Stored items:
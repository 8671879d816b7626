//! Symmetric encryption for the cache layers
//!
//! PBKDF2-HMAC-SHA256 key derivation and AES-256-CBC with PKCS7 padding.
//!
//! CBC carries no authentication tag. A wrong key or corrupted payload is
//! rejected by the padding check in most cases; every caller in this crate also
//! deserializes the plaintext, so a payload that happens to unpad cleanly is
//! still rejected before anything reaches a caller.
//!
//! ## Key handling
//!
//! Derived and generated keys live in [`KeyMaterial`], which zeroes itself on
//! drop. Salts and IVs come from the operating system CSPRNG.

use aes::cipher::{block_padding::Pkcs7, BlockDecryptMut, BlockEncryptMut, KeyIvInit};
use hmac::Hmac;
use pbkdf2::pbkdf2;
use rand::rngs::OsRng;
use rand::RngCore;
use sha2::Sha256;
use tracing::{debug, error, instrument};
use zeroize::ZeroizeOnDrop;

use crate::errors::{Result, VaultdexError};

type Aes256CbcEnc = cbc::Encryptor<aes::Aes256>;
type Aes256CbcDec = cbc::Decryptor<aes::Aes256>;

/// AES-256 key size in bytes
pub const KEY_SIZE: usize = 32;

/// CBC IV size in bytes (one AES block)
pub const IV_SIZE: usize = 16;

/// Default salt size in bytes
pub const SALT_SIZE: usize = 32;

/// Default PBKDF2 iterations
pub const DEFAULT_PBKDF2_ITERATIONS: u32 = 100_000;

/// Key material that zeroizes on drop
#[derive(ZeroizeOnDrop)]
pub struct KeyMaterial {
    key: [u8; KEY_SIZE],
}

impl KeyMaterial {
    pub fn new(key: [u8; KEY_SIZE]) -> Self {
        Self { key }
    }

    /// Get the raw key bytes (use with care)
    pub fn as_bytes(&self) -> &[u8; KEY_SIZE] {
        &self.key
    }
}

impl std::fmt::Debug for KeyMaterial {
    fn fmt(&self, f: &mut std::fmt::Formatter<'_>) -> std::fmt::Result {
        f.debug_struct("KeyMaterial").field("key", &"[REDACTED]").finish()
    }
}

/// Encryption primitive shared by the persistent cache and the session index.
///
/// Holds only algorithm parameters; all key material is passed in per call.
#[derive(Debug, Clone, Copy)]
pub struct CryptoBox {
    iterations: u32,
}

impl Default for CryptoBox {
    fn default() -> Self {
        Self { iterations: DEFAULT_PBKDF2_ITERATIONS }
    }
}

impl CryptoBox {
    /// Create a crypto box with a custom PBKDF2 iteration count
    pub fn new(iterations: u32) -> Self {
        Self { iterations: iterations.max(1) }
    }

    pub fn iterations(&self) -> u32 {
        self.iterations
    }

    /// Derive a 256-bit key from a password and salt.
    ///
    /// CPU-bound; async callers should run it on the blocking pool.
    #[instrument(skip(self, password, salt), fields(iterations = self.iterations, salt_len = salt.len()))]
    pub fn derive_key(&self, password: &str, salt: &[u8]) -> Result<KeyMaterial> {
        let mut key = [0u8; KEY_SIZE];
        pbkdf2::<Hmac<Sha256>>(password.as_bytes(), salt, self.iterations, &mut key).map_err(
            |e| {
                error!("PBKDF2 key derivation failed");
                VaultdexError::encryption(format!("Key derivation failed: {}", e))
            },
        )?;
        Ok(KeyMaterial::new(key))
    }

    /// Encrypt with a freshly generated IV.
    ///
    /// Returns `(ciphertext, iv)`.
    #[instrument(skip(self, plaintext, key), fields(plaintext_len = plaintext.len()))]
    pub fn encrypt(&self, plaintext: &[u8], key: &KeyMaterial) -> Result<(Vec<u8>, [u8; IV_SIZE])> {
        let iv = Self::generate_iv()?;
        let ciphertext = self.encrypt_with_iv(plaintext, key, &iv);

        debug!(ciphertext_len = ciphertext.len(), "Encrypted payload");

        Ok((ciphertext, iv))
    }

    /// Encrypt with a caller-supplied IV.
    ///
    /// Reusing an IV under one key leaks equality of plaintext prefixes. Only
    /// the session index does this, with a key that never leaves the process.
    pub fn encrypt_with_iv(
        &self,
        plaintext: &[u8],
        key: &KeyMaterial,
        iv: &[u8; IV_SIZE],
    ) -> Vec<u8> {
        Aes256CbcEnc::new(&(*key.as_bytes()).into(), &(*iv).into())
            .encrypt_padded_vec_mut::<Pkcs7>(plaintext)
    }

    /// Decrypt a payload produced by [`CryptoBox::encrypt`]
    #[instrument(skip(self, ciphertext, key, iv), fields(ciphertext_len = ciphertext.len()))]
    pub fn decrypt(&self, ciphertext: &[u8], key: &KeyMaterial, iv: &[u8]) -> Result<Vec<u8>> {
        let iv: &[u8; IV_SIZE] = iv.try_into().map_err(|_| {
            VaultdexError::decryption(format!(
                "Invalid IV length: expected {} bytes, got {} bytes",
                IV_SIZE,
                iv.len()
            ))
        })?;

        if ciphertext.is_empty() || ciphertext.len() % IV_SIZE != 0 {
            return Err(VaultdexError::decryption(format!(
                "Ciphertext length {} is not a positive multiple of the block size",
                ciphertext.len()
            )));
        }

        Aes256CbcDec::new(&(*key.as_bytes()).into(), &(*iv).into())
            .decrypt_padded_vec_mut::<Pkcs7>(ciphertext)
            .map_err(|_| {
                debug!("Padding check failed - wrong key or corrupted data");
                VaultdexError::decryption("Invalid padding - wrong key or corrupted data")
            })
    }

    /// Generate a random salt of `size` bytes
    pub fn generate_salt(size: usize) -> Result<Vec<u8>> {
        let mut salt = vec![0u8; size];
        fill_random(&mut salt)?;
        Ok(salt)
    }

    /// Generate a random CBC IV
    pub fn generate_iv() -> Result<[u8; IV_SIZE]> {
        let mut iv = [0u8; IV_SIZE];
        fill_random(&mut iv)?;
        Ok(iv)
    }

    /// Generate a random 256-bit key
    pub fn generate_key() -> Result<KeyMaterial> {
        let mut key = [0u8; KEY_SIZE];
        fill_random(&mut key)?;
        Ok(KeyMaterial::new(key))
    }
}

fn fill_random(buf: &mut [u8]) -> Result<()> {
    OsRng.try_fill_bytes(buf).map_err(|e| {
        error!("Failed to read from the system random source");
        VaultdexError::encryption(format!("Random generation failed: {}", e))
    })
}
impl PersistentVaultCache {
    pub fn new(cache_dir: impl Into<PathBuf>, crypto: CryptoBox) -> Self {
        Self {
            files: CacheFiles::in_dir(cache_dir),
            crypto,
            state: Mutex::new(CacheState::default()),
            io_lock: Mutex::new(()),
        }
    }

    pub fn files(&self) -> &CacheFiles {
        &self.files
    }

    /// Replace the in-memory map with the on-disk cache.
    ///
    /// Never fails: a missing cache is `Fresh`, and a cache that cannot be read
    /// or decrypted is discarded and reported as `Reset`.
    #[instrument(skip(self, password), fields(dir = %self.files.dir.display()))]
    pub async fn load(&self, password: &SecretString) -> LoadOutcome {
        let _io = self.io_lock.lock().await;

        let artifacts = match self.read_artifacts().await {
            Ok(artifacts) => artifacts,
            Err(e) => return self.reset(None, e.to_string()).await,
        };

        let (salt, iv, data) = match artifacts {
            (Some(salt), Some(iv), Some(data)) => (salt, iv, data),
            (salt, _, _) => {
                debug!(has_salt = salt.is_some(), "No cache on disk, starting fresh");
                let mut state = self.state.lock().await;
                state.vaults.clear();
                state.salt = salt;
                return LoadOutcome::Fresh;
            }
        };

        let decoded = match self.derive(password, &salt).await {
            Ok(key) => self.decode(&key, &iv, &data),
            Err(e) => Err(e),
        };

        match decoded {
            Ok(vaults) => {
                let count = vaults.len();
                let mut state = self.state.lock().await;
                state.vaults = vaults;
                state.salt = Some(salt);
                info!(vaults = count, "Loaded vault cache");
                LoadOutcome::Loaded { vaults: count }
            }
            Err(e) => self.reset(Some(salt), e.to_string()).await,
        }
    }

    async fn reset(&self, salt: Option<Vec<u8>>, reason: String) -> LoadOutcome {
        warn!(reason = %reason, "Vault cache unreadable, starting with an empty cache");
        let mut state = self.state.lock().await;
        state.vaults.clear();
        state.salt = salt;
        LoadOutcome::Reset { reason }
    }

    fn decode(
        &self,
        key: &KeyMaterial,
        iv: &[u8],
        data: &[u8],
    ) -> Result<HashMap<String, VaultRecord>> {
        let plaintext = Zeroizing::new(self.crypto.decrypt(data, key, iv)?);
        serde_json::from_slice(&plaintext)
            .map_err(|e| VaultdexError::decryption(format!("Cache contents are not valid: {}", e)))
    }

    async fn read_artifacts(&self) -> Result<(Option<Vec<u8>>, Option<Vec<u8>>, Option<Vec<u8>>)> {
        let salt = read_optional(&self.files.salt).await?;
        let iv = read_optional(&self.files.iv).await?;
        let data = read_optional(&self.files.data).await?;
        Ok((salt, iv, data))
    }

    /// Encrypt and write the whole map.
    ///
    /// On failure the in-memory map is left untouched.
    #[instrument(skip(self, password), fields(dir = %self.files.dir.display()))]
    pub async fn save(&self, password: &SecretString) -> Result<usize> {
        let _io = self.io_lock.lock().await;

        let (existing_salt, plaintext, count) = {
            let state = self.state.lock().await;
            let ordered: BTreeMap<&str, &VaultRecord> =
                state.vaults.iter().map(|(k, v)| (k.as_str(), v)).collect();
            let plaintext = Zeroizing::new(
                serde_json::to_vec(&ordered)
                    .map_err(|e| VaultdexError::serialization("Failed to serialize cache", e))?,
            );
            (state.salt.clone(), plaintext, state.vaults.len())
        };

        tokio::fs::create_dir_all(&self.files.dir).await.map_err(|e| {
            VaultdexError::persistence(
                format!("creating cache directory {}", self.files.dir.display()),
                e,
            )
        })?;

        let salt = match existing_salt {
            Some(salt) => salt,
            None => {
                let salt = CryptoBox::generate_salt(SALT_SIZE)?;
                write_atomic(&self.files.salt, &salt).await?;
                self.state.lock().await.salt = Some(salt.clone());
                debug!("Generated new cache salt");
                salt
            }
        };

        let key = self.derive(password, &salt).await?;
        let (ciphertext, iv) = self.crypto.encrypt(&plaintext, &key)?;

        write_atomic(&self.files.data, &ciphertext).await?;
        write_atomic(&self.files.iv, &iv).await?;

        info!(vaults = count, bytes = ciphertext.len(), "Saved vault cache");
        Ok(count)
    }

    async fn derive(&self, password: &SecretString, salt: &[u8]) -> Result<KeyMaterial> {
        let crypto = self.crypto;
        let password = password.clone();
        let salt = salt.to_vec();
        tokio::task::spawn_blocking(move || crypto.derive_key(password.expose_secret(), &salt))
            .await
            .map_err(|e| VaultdexError::internal(format!("Key derivation task failed: {}", e)))?
    }

    /// Replace the record of one vault
    pub async fn upsert(&self, vault_identifier: &str, mut record: VaultRecord) {
        record.vault_identifier = vault_identifier.to_string();
        debug!(vault = %vault_identifier, resources = record.resource_count(), "Upserting vault record");
        self.state.lock().await.vaults.insert(vault_identifier.to_string(), record);
    }

    pub async fn get(&self, vault_identifier: &str) -> Option<VaultRecord> {
        self.state.lock().await.vaults.get(vault_identifier).cloned()
    }

    pub async fn remove(&self, vault_identifier: &str) -> Option<VaultRecord> {
        self.state.lock().await.vaults.remove(vault_identifier)
    }

    /// Sorted identifiers of all cached vaults
    pub async fn vault_identifiers(&self) -> Vec<String> {
        let mut ids: Vec<String> = self.state.lock().await.vaults.keys().cloned().collect();
        ids.sort();
        ids
    }

    pub async fn len(&self) -> usize {
        self.state.lock().await.vaults.len()
    }

    pub async fn is_empty(&self) -> bool {
        self.state.lock().await.vaults.is_empty()
    }

    /// Match `term` against every resource name in every vault. Hits are unordered.
    pub async fn global_search(&self, term: &str) -> Vec<SearchHit> {
        let Some(query) = Query::parse(term) else {
            return Vec::new();
        };

        let span = crate::cache_span!("global_search", layer = "persistent");
        async {
            let state = self.state.lock().await;
            let hits: Vec<SearchHit> = state
                .vaults
                .values()
                .flat_map(|record| search::search_record(record, &query))
                .collect();
            debug!(vaults = state.vaults.len(), hits = hits.len(), "Scanned cached vaults");
            hits
        }
        .instrument(span)
        .await
    }

    /// Enabled certificates expiring within `days`, soonest first
    pub async fn expiring_certificates(&self, days: i64) -> Vec<SearchHit> {
        self.expiring_certificates_at(days, Utc::now()).await
    }

    pub async fn expiring_certificates_at(&self, days: i64, now: DateTime<Utc>) -> Vec<SearchHit> {
        let state = self.state.lock().await;
        let hits = state
            .vaults
            .values()
            .flat_map(|record| {
                record.certificates.iter().map(move |c| (record.vault_identifier.as_str(), c))
            })
            .filter(|(_, c)| c.enabled && expiration::expires_within(c.expires_on, now, days))
            .map(|(vault, c)| SearchHit::new(vault, c.to_meta(), 0, MatchField::None))
            .collect();
        sort_by_expiry(hits)
    }

    /// Enabled secrets expiring within `days`, soonest first
    pub async fn expiring_secrets(&self, days: i64) -> Vec<SearchHit> {
        self.expiring_secrets_at(days, Utc::now()).await
    }

    pub async fn expiring_secrets_at(&self, days: i64, now: DateTime<Utc>) -> Vec<SearchHit> {
        let state = self.state.lock().await;
        let hits = state
            .vaults
            .values()
            .flat_map(|record| {
                record.secrets.iter().map(move |s| (record.vault_identifier.as_str(), s))
            })
            .filter(|(_, s)| s.enabled && expiration::expires_within(s.expires_on, now, days))
            .map(|(vault, s)| SearchHit::new(vault, s.to_meta(), 0, MatchField::None))
            .collect();
        sort_by_expiry(hits)
    }

    pub async fn stats(&self) -> CacheStats {
        self.stats_at(Utc::now()).await
    }

    pub async fn stats_at(&self, now: DateTime<Utc>) -> CacheStats {
        let state = self.state.lock().await;
        let mut stats = CacheStats { vaults: state.vaults.len(), ..Default::default() };

        for record in state.vaults.values() {
            stats.secrets += record.secrets.len();
            stats.keys += record.keys.len();
            stats.certificates += record.certificates.len();
            stats.last_indexed = stats.last_indexed.max(Some(record.last_indexed));

            let expiries = record
                .secrets
                .iter()
                .filter(|s| s.enabled)
                .map(|s| s.expires_on)
                .chain(record.certificates.iter().filter(|c| c.enabled).map(|c| c.expires_on));
            for expires_on in expiries {
                match expiration::classify(expires_on, now) {
                    ExpirationStatus::Expired => stats.expired += 1,
                    ExpirationStatus::Critical => stats.critical += 1,
                    ExpirationStatus::Warning => stats.warning += 1,
                    ExpirationStatus::Safe | ExpirationStatus::NoExpiration => {}
                }
            }
        }

        stats
    }

    /// Empty the map and delete every artifact. Missing files are fine.
    #[instrument(skip(self), fields(dir = %self.files.dir.display()))]
    pub async fn clear(&self) -> Result<()> {
        let _io = self.io_lock.lock().await;
        {
            let mut state = self.state.lock().await;
            state.vaults.clear();
            state.salt = None;
        }

        for path in self.files.all() {
            match tokio::fs::remove_file(path).await {
                Ok(()) => debug!(path = %path.display(), "Removed cache artifact"),
                Err(e) if e.kind() == ErrorKind::NotFound => {}
                Err(e) => {
                    return Err(VaultdexError::persistence(
                        format!("removing {}", path.display()),
                        e,
                    ))
                }
            }
        }

        info!("Cleared vault cache");
        Ok(())
    }
}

## Exercise instructions
After going through the entries, say how many lines contain the string "ZeroizeOnDrop". Nothing else belongs in the reply.

## Result
2